Opening Benediction:
In my biology class, we'd talked about the definition of life: to be classified as a living creature, a thing needs to eat, breathe, reproduce, and grow. Dogs do, rocks don't, trees do, plastic doesn't. Fire, by that definition, is vibrantly alive. It eats everything from wood to flesh, excreting the waste as ash, and it breathes air just like a human, taking in oxygen and emitting carbon. Fire grows, and as it spreads, it creates new fires that spread out and make new fires of their own. Fire drinks gasoline and excretes cinders, it fights for territory, it loves and hates. Sometimes when I watch people trudging through their daily routines, I think that fire is more alive than we are–brighter, hotter, more sure of itself and where it wants to go.

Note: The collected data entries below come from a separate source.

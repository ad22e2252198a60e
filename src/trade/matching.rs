//! Mirror-offer matching

use crate::trade::{TradeOffer, TradeOfferInput};

/// Whether `existing` completes `proposal`: someone else already offers what
/// the proposer wants and wants what the proposer offers.
pub fn is_mirror(existing: &TradeOffer, proposal: &TradeOfferInput) -> bool {
    existing.card_offered == proposal.card_wanted
        && existing.card_wanted == proposal.card_offered
        && existing.profile_posted != proposal.profile_posted
}

/// Oldest mirror among `candidates`, which must be ordered by id
pub fn pick_mirror<'a, I>(candidates: I, proposal: &TradeOfferInput) -> Option<&'a TradeOffer>
where
    I: IntoIterator<Item = &'a TradeOffer>,
{
    candidates
        .into_iter()
        .find(|existing| is_mirror(existing, proposal))
}

#[cfg(test)]
mod tests {
    use super::*;
    use chrono::Utc;

    fn offer(id: i64, profile_posted: i64, card_offered: i64, card_wanted: i64) -> TradeOffer {
        TradeOffer {
            id,
            profile_posted,
            card_offered,
            card_wanted,
            created_at: Utc::now(),
        }
    }

    fn proposal(profile_posted: i64, card_offered: i64, card_wanted: i64) -> TradeOfferInput {
        TradeOfferInput {
            profile_posted,
            card_offered,
            card_wanted,
        }
    }

    #[test]
    fn test_swapped_cards_match() {
        assert!(is_mirror(&offer(1, 10, 7, 8), &proposal(20, 8, 7)));
    }

    #[test]
    fn test_same_direction_does_not_match() {
        assert!(!is_mirror(&offer(1, 10, 7, 8), &proposal(20, 7, 8)));
    }

    #[test]
    fn test_half_match_does_not_match() {
        assert!(!is_mirror(&offer(1, 10, 7, 8), &proposal(20, 8, 9)));
        assert!(!is_mirror(&offer(1, 10, 7, 8), &proposal(20, 9, 7)));
    }

    #[test]
    fn test_own_offer_never_matches() {
        assert!(!is_mirror(&offer(1, 10, 7, 8), &proposal(10, 8, 7)));
    }

    #[test]
    fn test_oldest_mirror_wins() {
        let offers = vec![offer(3, 10, 7, 8), offer(5, 11, 7, 8), offer(9, 12, 7, 8)];
        let picked = pick_mirror(&offers, &proposal(20, 8, 7)).map(|o| o.id);
        assert_eq!(picked, Some(3));
    }

    #[test]
    fn test_pick_skips_own_offers() {
        let offers = vec![offer(3, 20, 7, 8), offer(5, 11, 7, 8)];
        let picked = pick_mirror(&offers, &proposal(20, 8, 7)).map(|o| o.id);
        assert_eq!(picked, Some(5));
    }
}
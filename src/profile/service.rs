//! Profile store

use validator::Validate;

use crate::error::CollectionResult;
use crate::profile::{Profile, ProfileInput};
use crate::store::{
    Database, OwnershipRepository, ProfileRepository, QuestRepository, TradeOfferRepository,
    UnitOfWork,
};

#[derive(Clone)]
pub struct ProfileService<D> {
    db: D,
}

impl<D: Database> ProfileService<D> {
    pub fn new(db: D) -> Self {
        Self { db }
    }

    pub async fn add(&self, input: ProfileInput) -> CollectionResult<Profile> {
        input.validate()?;

        let mut work = self.db.begin().await?;
        let profile = work.insert_profile(&input).await?;
        work.commit().await?;

        tracing::info!(profile_id = profile.id, name = %profile.name, "Profile created");
        Ok(profile)
    }

    pub async fn get_by_id(&self, id: i64) -> CollectionResult<Option<Profile>> {
        let mut work = self.db.begin().await?;
        work.find_profile(id).await
    }

    pub async fn get_all(&self) -> CollectionResult<Vec<Profile>> {
        let mut work = self.db.begin().await?;
        work.list_profiles().await
    }

    pub async fn update(&self, id: i64, input: ProfileInput) -> CollectionResult<Option<Profile>> {
        input.validate()?;

        let mut work = self.db.begin().await?;
        let updated = work.update_profile(id, &input).await?;
        if updated.is_some() {
            work.commit().await?;
        }
        Ok(updated)
    }

    /// Delete a profile with its collection, quests and posted offers
    pub async fn delete(&self, id: i64) -> CollectionResult<bool> {
        let mut work = self.db.begin().await?;

        if work.find_profile(id).await?.is_none() {
            return Ok(false);
        }

        let offers = work.delete_offers_by_profile(id).await?;
        let quests = work.delete_quests_by_profile(id).await?;
        let copies = work.delete_ownership_by_profile(id).await?;
        let deleted = work.delete_profile(id).await?;
        work.commit().await?;

        tracing::info!(profile_id = id, copies, quests, offers, "Profile deleted");
        Ok(deleted)
    }
}
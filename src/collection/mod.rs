//! Collection domain: who owns which copies of which card

pub mod ledger;
mod model;
mod service;

pub use ledger::Acquisition;
pub use model::*;
pub use service::CollectionService;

Fire doesn't settle; fire doesn't tolerate; fire doesn't 'get by.'
Fire does.
Fire is.
—Dan Wells, I Am Not a Serial Killer
Closing Vespers:
“Destruction is essential to construction. If we want to build the new, we must be willing to let the old burn. We must be committed to holding on to nothing but the truth. We must decide that if the truth inside us can burn a belief, a family structure, a business, a religion, an industry—it should have become ashes yesterday. … The building of the true and beautiful means the destruction of the good enough. Once a truer, more beautiful vision is born inside us, life is in the direction of that vision. Holding on to what is no longer true enough is not safe, it’s the riskiest move because it is the certain death of everything that was meant to be. Our next life will always cost us this one.”
—Glennon Doyle
So let it burn.
And finally as you go off into what, for some, is the first full week of 2025, here’s a little burn playlist from the Giant Baby. Listen in order.
Always pushing boundaries, Brigitte taunted and teased a crow 🐦⬛ at the overlook of the Grand Canyon with her gold ring. Said crow kept coming closer and closer, equally fascinated and cautious. It was only when a child came running towards it that it flew off, cawing and looking back in regret. I think they were both disappointed.
Just yesterday I was commenting how I've never seen a crow as road kill although they are often around roads picking at road kill. I know how smart they are and often watch and listen to them from my deck to see what they are up to. Great post and I'm in on sharing knowledge with a murder.